Willard Sterling Boyle,  (August 19, 1924May 7, 2011) was a Canadian physicist. He was a pioneer in the field of laser technology and co-inventor of the charge-coupled device. As director of Space Science and Exploratory Studies at Bellcomm he helped select lunar landing sites and provided support for the Apollo space program.

On October 6, 2009, it was announced that he would share the 2009 Nobel Prize in Physics for "the invention of an imaging semiconductor circuit the CCD sensor, which has become an electronic eye in almost all areas of photography".

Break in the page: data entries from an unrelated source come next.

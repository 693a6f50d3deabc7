use anyhow::{Context, Result};
use chrono::Local;
use clap::Parser;
use shared::config::MAX_DAYS_TO_LOOK_BACK;
use shared::{
    save_digest, Config, DigestEmail, DigestRecord, DigestRenderer, DigestSender, ErrorTracker,
    NewsletterCollector, OpenAiTransport, Summarizer, SummaryRequester,
};
use std::path::PathBuf;
use std::sync::Arc;
use tracing::warn;
use tracing_subscriber::{fmt, prelude::*, EnvFilter};

#[derive(Parser)]
#[command(name = "morning-digest")]
#[command(about = "Collect newsletters, summarize them with AI and email a daily digest")]
struct Args {
    /// Steps to run: collect, process, send or all (comma separated)
    #[arg(long, default_value = "all", value_delimiter = ',')]
    steps: Vec<String>,

    /// Save the digest to the output directory instead of emailing it
    #[arg(long)]
    no_send: bool,

    /// Maximum number of newsletters to collect
    #[arg(short, long)]
    limit: Option<usize>,

    /// Number of days to look back for newsletters
    #[arg(short, long)]
    days: Option<u32>,

    /// Directory for saved digests
    #[arg(short, long, default_value = "output_samples")]
    output_dir: PathBuf,

    /// Explicit .env file to load before the default locations
    #[arg(long)]
    env_file: Option<PathBuf>,

    /// Show what would run without touching the network
    #[arg(long)]
    dry_run: bool,

    /// Log in to the SMTP server and exit without sending
    #[arg(long)]
    check_connection: bool,

    /// Debug logging
    #[arg(short, long)]
    verbose: bool,
}

#[derive(Debug, Clone, Copy, PartialEq, Eq)]
struct Steps {
    collect: bool,
    process: bool,
    send: bool,
}

impl Steps {
    fn parse(names: &[String]) -> Result<Self> {
        let mut steps = Steps {
            collect: false,
            process: false,
            send: false,
        };

        for name in names {
            match name.trim().to_lowercase().as_str() {
                "all" => {
                    steps.collect = true;
                    steps.process = true;
                    steps.send = true;
                }
                "collect" => steps.collect = true,
                "process" => steps.process = true,
                "send" => steps.send = true,
                other => anyhow::bail!(
                    "Invalid step: {}. Use 'collect', 'process', 'send' or 'all'",
                    other
                ),
            }
        }

        if !steps.collect && !steps.process && !steps.send {
            anyhow::bail!("No steps selected");
        }
        if steps.process && !steps.collect {
            anyhow::bail!("The 'process' step needs 'collect'");
        }
        if steps.send && !steps.process {
            anyhow::bail!("The 'send' step needs 'process'");
        }
        Ok(steps)
    }
}

fn init_tracing(verbose: bool) {
    let default = if verbose { "debug" } else { "info" };
    let filter = EnvFilter::try_from_default_env().unwrap_or_else(|_| EnvFilter::new(default));

    tracing_subscriber::registry()
        .with(filter)
        .with(fmt::layer().compact())
        .init();
}

#[tokio::main]
async fn main() -> Result<()> {
    let args = Args::parse();
    init_tracing(args.verbose);

    let steps = Steps::parse(&args.steps)?;
    let config = Config::load(args.env_file.as_deref())?;
    config.validate().context("Invalid configuration")?;

    let limit = args.limit.unwrap_or(config.processing.max_newsletters);
    let days = args.days.unwrap_or(config.processing.days_to_look_back);
    if limit == 0 {
        anyhow::bail!("--limit must be greater than 0");
    }
    if days > MAX_DAYS_TO_LOOK_BACK {
        anyhow::bail!("--days must be at most {}", MAX_DAYS_TO_LOOK_BACK);
    }

    if args.check_connection {
        println!(
            "🔌 Checking SMTP login to {}:{} as {}...",
            config.email.smtp_server, config.email.smtp_port, config.email.sender
        );
        let sender = DigestSender::new(&config.email)?;
        if !sender.check_connection().await? {
            anyhow::bail!("SMTP server {} refused the connection test", config.email.smtp_server);
        }
        println!("✅ SMTP connection OK");
        return Ok(());
    }

    if args.dry_run {
        println!("🧪 Dry run, nothing will be fetched or sent");
        println!(
            "  • Collect: up to {} newsletters from the last {} days in {} on {}",
            limit, days, config.email.mailbox, config.email.imap_server
        );
        if steps.process {
            println!(
                "  • Process: summarize with {} (batches of {} above {} tokens)",
                config.ai.model,
                config.processing.tuning.batch_size,
                config.processing.tuning.token_threshold
            );
        }
        if steps.send && !args.no_send {
            println!(
                "  • Send: email the digest to {} via {}",
                config.email.recipient, config.email.smtp_server
            );
        } else if steps.process {
            println!("  • Save: write the digest to {}", args.output_dir.display());
        }
        return Ok(());
    }

    println!(
        "\n📬 Collecting newsletters from the last {} days (up to {})...",
        days, limit
    );
    let collector = NewsletterCollector::new(&config.email);
    let newsletters = collector
        .collect_recent(days, limit)
        .await
        .context("Failed to collect newsletters")?;

    if newsletters.is_empty() {
        warn!("No newsletters found in the past {} days", days);
        println!("No newsletters found in the past {} days.", days);
        return Ok(());
    }

    println!("✓ Found {} newsletters", newsletters.len());
    for newsletter in &newsletters {
        println!("  • {} ({})", newsletter.title(), newsletter.source());
    }

    if !steps.process {
        return Ok(());
    }

    println!("\n🤖 Summarizing newsletters with AI...");
    println!("  (This may take a minute...)");
    let tracker = Arc::new(ErrorTracker::new());
    let transport = OpenAiTransport::new(
        config.ai.api_key.clone(),
        config.ai.model.clone(),
        config.ai.base_url.clone(),
    )?;
    let summarizer = Summarizer::new(
        SummaryRequester::new(transport, config.ai.max_tokens),
        config.processing.tuning,
    )
    .with_error_tracker(tracker.clone());

    let summary = summarizer.summarize(&newsletters).await?;

    let stats = tracker.stats();
    if stats.total_errors > 0 {
        warn!(
            "{} errors during processing: {:?}",
            stats.total_errors, stats.error_kinds
        );
        for entry in &stats.recent_errors {
            warn!("  [{}] {}: {}", entry.kind, entry.subject, entry.message);
        }
    }

    if summary.meta.fallback_mode {
        println!("⚠ AI summary unavailable, using fallback digest");
    } else {
        println!(
            "✓ Summarized {} newsletters in {} batch(es)",
            summary.meta.total_sources, summary.meta.batch_count
        );
    }

    let first_date = newsletters
        .first()
        .map(|n| n.published_date())
        .unwrap_or_default();
    let subject = DigestRenderer::subject(first_date, Local::now().date_naive());
    let record = DigestRecord::new(subject, summary);

    if !steps.send || args.no_send {
        let path = save_digest(&args.output_dir, &record).context("Failed to save digest")?;
        println!("\n💾 Digest saved to: {}", path.display());
        return Ok(());
    }

    println!("\n📤 Sending digest to {}...", config.email.recipient);
    let now = Local::now().naive_local();
    let email = DigestEmail::new(
        config.email.recipient.clone(),
        record.subject.clone(),
        DigestRenderer::render_text(&record.summary, now),
        DigestRenderer::render_html(&record.summary, now),
    )?;
    let sender = DigestSender::new(&config.email)?;
    let code = sender.send(&email).await?;

    println!("\n✅ Digest sent (server response {})", code);

    Ok(())
}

He was appointed a Companion of the Order of Canada the award's highest level on June 30, 2010.

Early life
Born in Amherst, Nova Scotia, on August 19, 1924, Boyle was the son of a medical doctor and moved to Quebec with his father and mother Bernice when he was less than two. He was home schooled by his mother until age fourteen, when he attended Montreal's Lower Canada College to complete his secondary education.

Education 
Boyle attended McGill University, but his education was interrupted in 1943, when he joined the Royal Canadian Navy during World War II. He was loaned to the Royal Navy, where he was learning how to land Spitfires on aircraft carriers as the war ended. He gained a BSc in 1947, an MSc in 1948, and a PhD degree in 1950, all from McGill University.

Career 
After receiving his doctorate, Boyle spent one year at Canada's Radiation Lab and two years teaching physics at the Royal Military College of Canada.

Bell Labs 
In 1953 Boyle joined Bell Labs where he invented the first continuously operating ruby laser with Don Nelson in 1962, 
and was named on the first patent for a semiconductor injection laser. He was made director of Space Science and Exploratory Studies at the Bell Labs subsidiary Bellcomm in 1962, providing support for the Apollo space program and helping to select lunar landing sites. He returned to Bell Labs in 1964, working on the development of integrated circuits.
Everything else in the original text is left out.